_TASK BRIEF_:
Across the entries below, tally every line that holds the word "contains". Give only the tally.

::: EXCERPTED DATA :::

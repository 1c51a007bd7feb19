//! Deck and rules primitives
//!
//! Card representation, construction of the fixed 108-card deck,
//! unbiased shuffling, and the single legality predicate the engine
//! builds on. No game state lives here.

use rand::seq::SliceRandom;
use rand::Rng;
use serde::de::{self, Deserializer};
use serde::{Deserialize, Serialize, Serializer};
use uuid::Uuid;

/// Total number of cards in a standard UNO deck
pub const DECK_SIZE: usize = 108;

/// Number of cards dealt to each player at game start
pub const HAND_SIZE: usize = 7;

/// Card color
#[derive(Debug, Clone, Copy, PartialEq, Eq, Hash, Serialize, Deserialize)]
#[serde(rename_all = "lowercase")]
pub enum Color {
    Red,
    Blue,
    Green,
    Yellow,
}

impl Color {
    /// All four colors in a fixed order (used for deck construction)
    pub const ALL: [Color; 4] = [Color::Red, Color::Blue, Color::Green, Color::Yellow];
}

/// Card face
///
/// Wire form is a string: `"0"`..`"9"` for numerals, otherwise the
/// action name (`"skip"`, `"reverse"`, `"draw2"`, `"wild"`,
/// `"wild_draw4"`), matching the client protocol.
#[derive(Debug, Clone, Copy, PartialEq, Eq, Hash)]
pub enum CardKind {
    Number(u8),
    Skip,
    Reverse,
    DrawTwo,
    Wild,
    WildDrawFour,
}

impl CardKind {
    /// Whether this kind is a wild (colorless until played)
    pub fn is_wild(&self) -> bool {
        matches!(self, CardKind::Wild | CardKind::WildDrawFour)
    }

    fn from_str(s: &str) -> Option<Self> {
        match s {
            "skip" => Some(CardKind::Skip),
            "reverse" => Some(CardKind::Reverse),
            "draw2" => Some(CardKind::DrawTwo),
            "wild" => Some(CardKind::Wild),
            "wild_draw4" => Some(CardKind::WildDrawFour),
            _ => s
                .parse::<u8>()
                .ok()
                .filter(|n| *n <= 9)
                .map(CardKind::Number),
        }
    }
}

impl Serialize for CardKind {
    fn serialize<S: Serializer>(&self, serializer: S) -> Result<S::Ok, S::Error> {
        match self {
            CardKind::Number(n) => serializer.serialize_str(&n.to_string()),
            CardKind::Skip => serializer.serialize_str("skip"),
            CardKind::Reverse => serializer.serialize_str("reverse"),
            CardKind::DrawTwo => serializer.serialize_str("draw2"),
            CardKind::Wild => serializer.serialize_str("wild"),
            CardKind::WildDrawFour => serializer.serialize_str("wild_draw4"),
        }
    }
}

impl<'de> Deserialize<'de> for CardKind {
    fn deserialize<D: Deserializer<'de>>(deserializer: D) -> Result<Self, D::Error> {
        let s = String::deserialize(deserializer)?;
        CardKind::from_str(&s)
            .ok_or_else(|| de::Error::custom(format!("unknown card type '{}'", s)))
    }
}

/// A single card
///
/// Immutable once created. Wild cards carry `color: None`; the chosen
/// color lives in `GameState::current_color`, not on the card.
#[derive(Debug, Clone, PartialEq, Eq, Serialize, Deserialize)]
pub struct Card {
    /// Opaque unique identifier (hand ownership is checked by id)
    pub id: String,
    #[serde(rename = "type")]
    pub kind: CardKind,
    pub color: Option<Color>,
}

impl Card {
    /// Create a colored card with a fresh id
    pub fn new(kind: CardKind, color: Color) -> Self {
        Self {
            id: Uuid::new_v4().to_string(),
            kind,
            color: Some(color),
        }
    }

    /// Create a wild card (no color until played) with a fresh id
    pub fn new_wild(kind: CardKind) -> Self {
        Self {
            id: Uuid::new_v4().to_string(),
            kind,
            color: None,
        }
    }

    /// The placeholder sent to non-viewers: preserves hand position and
    /// count, erases identity.
    pub fn hidden() -> Self {
        Self {
            id: "hidden".to_string(),
            kind: CardKind::Number(0),
            color: None,
        }
    }
}

/// Build the fixed 108-card deck and return it uniformly shuffled
///
/// Per color: one 0, two each of 1-9, two skip, two reverse, two draw2.
/// Plus four wild and four wild_draw4.
pub fn build_shuffled_deck<R: Rng + ?Sized>(rng: &mut R) -> Vec<Card> {
    let mut deck = Vec::with_capacity(DECK_SIZE);

    for color in Color::ALL {
        deck.push(Card::new(CardKind::Number(0), color));
        for n in 1..=9 {
            deck.push(Card::new(CardKind::Number(n), color));
            deck.push(Card::new(CardKind::Number(n), color));
        }
        for kind in [CardKind::Skip, CardKind::Reverse, CardKind::DrawTwo] {
            deck.push(Card::new(kind, color));
            deck.push(Card::new(kind, color));
        }
    }

    for _ in 0..4 {
        deck.push(Card::new_wild(CardKind::Wild));
        deck.push(Card::new_wild(CardKind::WildDrawFour));
    }

    debug_assert_eq!(deck.len(), DECK_SIZE);

    // Fisher-Yates via rand
    deck.shuffle(rng);
    deck
}

/// Legality check: a card may be played on `top_card` under `active_color`
///
/// Wilds are always legal; otherwise the card must match the active
/// color or the top card's kind (numerals compare by value).
pub fn can_play_card(card: &Card, top_card: &Card, active_color: Color) -> bool {
    if card.kind.is_wild() {
        return true;
    }
    if card.color == Some(active_color) {
        return true;
    }
    card.kind == top_card.kind
}

#[cfg(test)]
mod tests {
    use super::*;
    use rand::rngs::StdRng;
    use rand::SeedableRng;

    fn card(kind: CardKind, color: Color) -> Card {
        Card::new(kind, color)
    }

    #[test]
    fn test_deck_size_and_composition() {
        let mut rng = StdRng::seed_from_u64(1);
        let deck = build_shuffled_deck(&mut rng);
        assert_eq!(deck.len(), DECK_SIZE);

        let count = |pred: &dyn Fn(&Card) -> bool| deck.iter().filter(|c| pred(c)).count();

        assert_eq!(count(&|c| c.kind == CardKind::Number(0)), 4);
        for n in 1..=9 {
            assert_eq!(count(&|c| c.kind == CardKind::Number(n)), 8);
        }
        assert_eq!(count(&|c| c.kind == CardKind::Skip), 8);
        assert_eq!(count(&|c| c.kind == CardKind::Reverse), 8);
        assert_eq!(count(&|c| c.kind == CardKind::DrawTwo), 8);
        assert_eq!(count(&|c| c.kind == CardKind::Wild), 4);
        assert_eq!(count(&|c| c.kind == CardKind::WildDrawFour), 4);

        // Wilds carry no color until played
        assert!(deck
            .iter()
            .filter(|c| c.kind.is_wild())
            .all(|c| c.color.is_none()));
    }

    #[test]
    fn test_deck_ids_unique() {
        let mut rng = StdRng::seed_from_u64(2);
        let deck = build_shuffled_deck(&mut rng);
        let mut ids: Vec<&str> = deck.iter().map(|c| c.id.as_str()).collect();
        ids.sort_unstable();
        ids.dedup();
        assert_eq!(ids.len(), DECK_SIZE);
    }

    #[test]
    fn test_can_play_matching_color() {
        let top = card(CardKind::Number(3), Color::Red);
        assert!(can_play_card(
            &card(CardKind::Number(7), Color::Red),
            &top,
            Color::Red
        ));
        assert!(!can_play_card(
            &card(CardKind::Number(7), Color::Blue),
            &top,
            Color::Red
        ));
    }

    #[test]
    fn test_can_play_matching_number() {
        let top = card(CardKind::Number(3), Color::Red);
        assert!(can_play_card(
            &card(CardKind::Number(3), Color::Blue),
            &top,
            Color::Red
        ));
    }

    #[test]
    fn test_can_play_matching_action() {
        let top = card(CardKind::Skip, Color::Green);
        assert!(can_play_card(
            &card(CardKind::Skip, Color::Yellow),
            &top,
            Color::Green
        ));
    }

    #[test]
    fn test_active_color_overrides_top_color() {
        // After a wild, the top card is the wild and the active color rules
        let top = Card::new_wild(CardKind::Wild);
        assert!(can_play_card(
            &card(CardKind::Number(5), Color::Yellow),
            &top,
            Color::Yellow
        ));
        assert!(!can_play_card(
            &card(CardKind::Number(5), Color::Red),
            &top,
            Color::Yellow
        ));
    }

    #[test]
    fn test_wild_always_playable() {
        let top = card(CardKind::Number(9), Color::Blue);
        assert!(can_play_card(&Card::new_wild(CardKind::Wild), &top, Color::Blue));
        assert!(can_play_card(
            &Card::new_wild(CardKind::WildDrawFour),
            &top,
            Color::Blue
        ));
    }

    #[test]
    fn test_card_kind_wire_form() {
        assert_eq!(serde_json::to_string(&CardKind::Number(7)).unwrap(), "\"7\"");
        assert_eq!(
            serde_json::to_string(&CardKind::WildDrawFour).unwrap(),
            "\"wild_draw4\""
        );
        let kind: CardKind = serde_json::from_str("\"draw2\"").unwrap();
        assert_eq!(kind, CardKind::DrawTwo);
        assert!(serde_json::from_str::<CardKind>("\"10\"").is_err());
    }

    #[test]
    fn test_card_json_shape() {
        let c = Card {
            id: "c1".to_string(),
            kind: CardKind::Skip,
            color: Some(Color::Red),
        };
        let json = serde_json::to_string(&c).unwrap();
        assert!(json.contains("\"type\":\"skip\""));
        assert!(json.contains("\"color\":\"red\""));

        let hidden = Card::hidden();
        let json = serde_json::to_string(&hidden).unwrap();
        assert!(json.contains("\"id\":\"hidden\""));
        assert!(json.contains("\"color\":null"));
    }
}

:::

_REPLY_:
4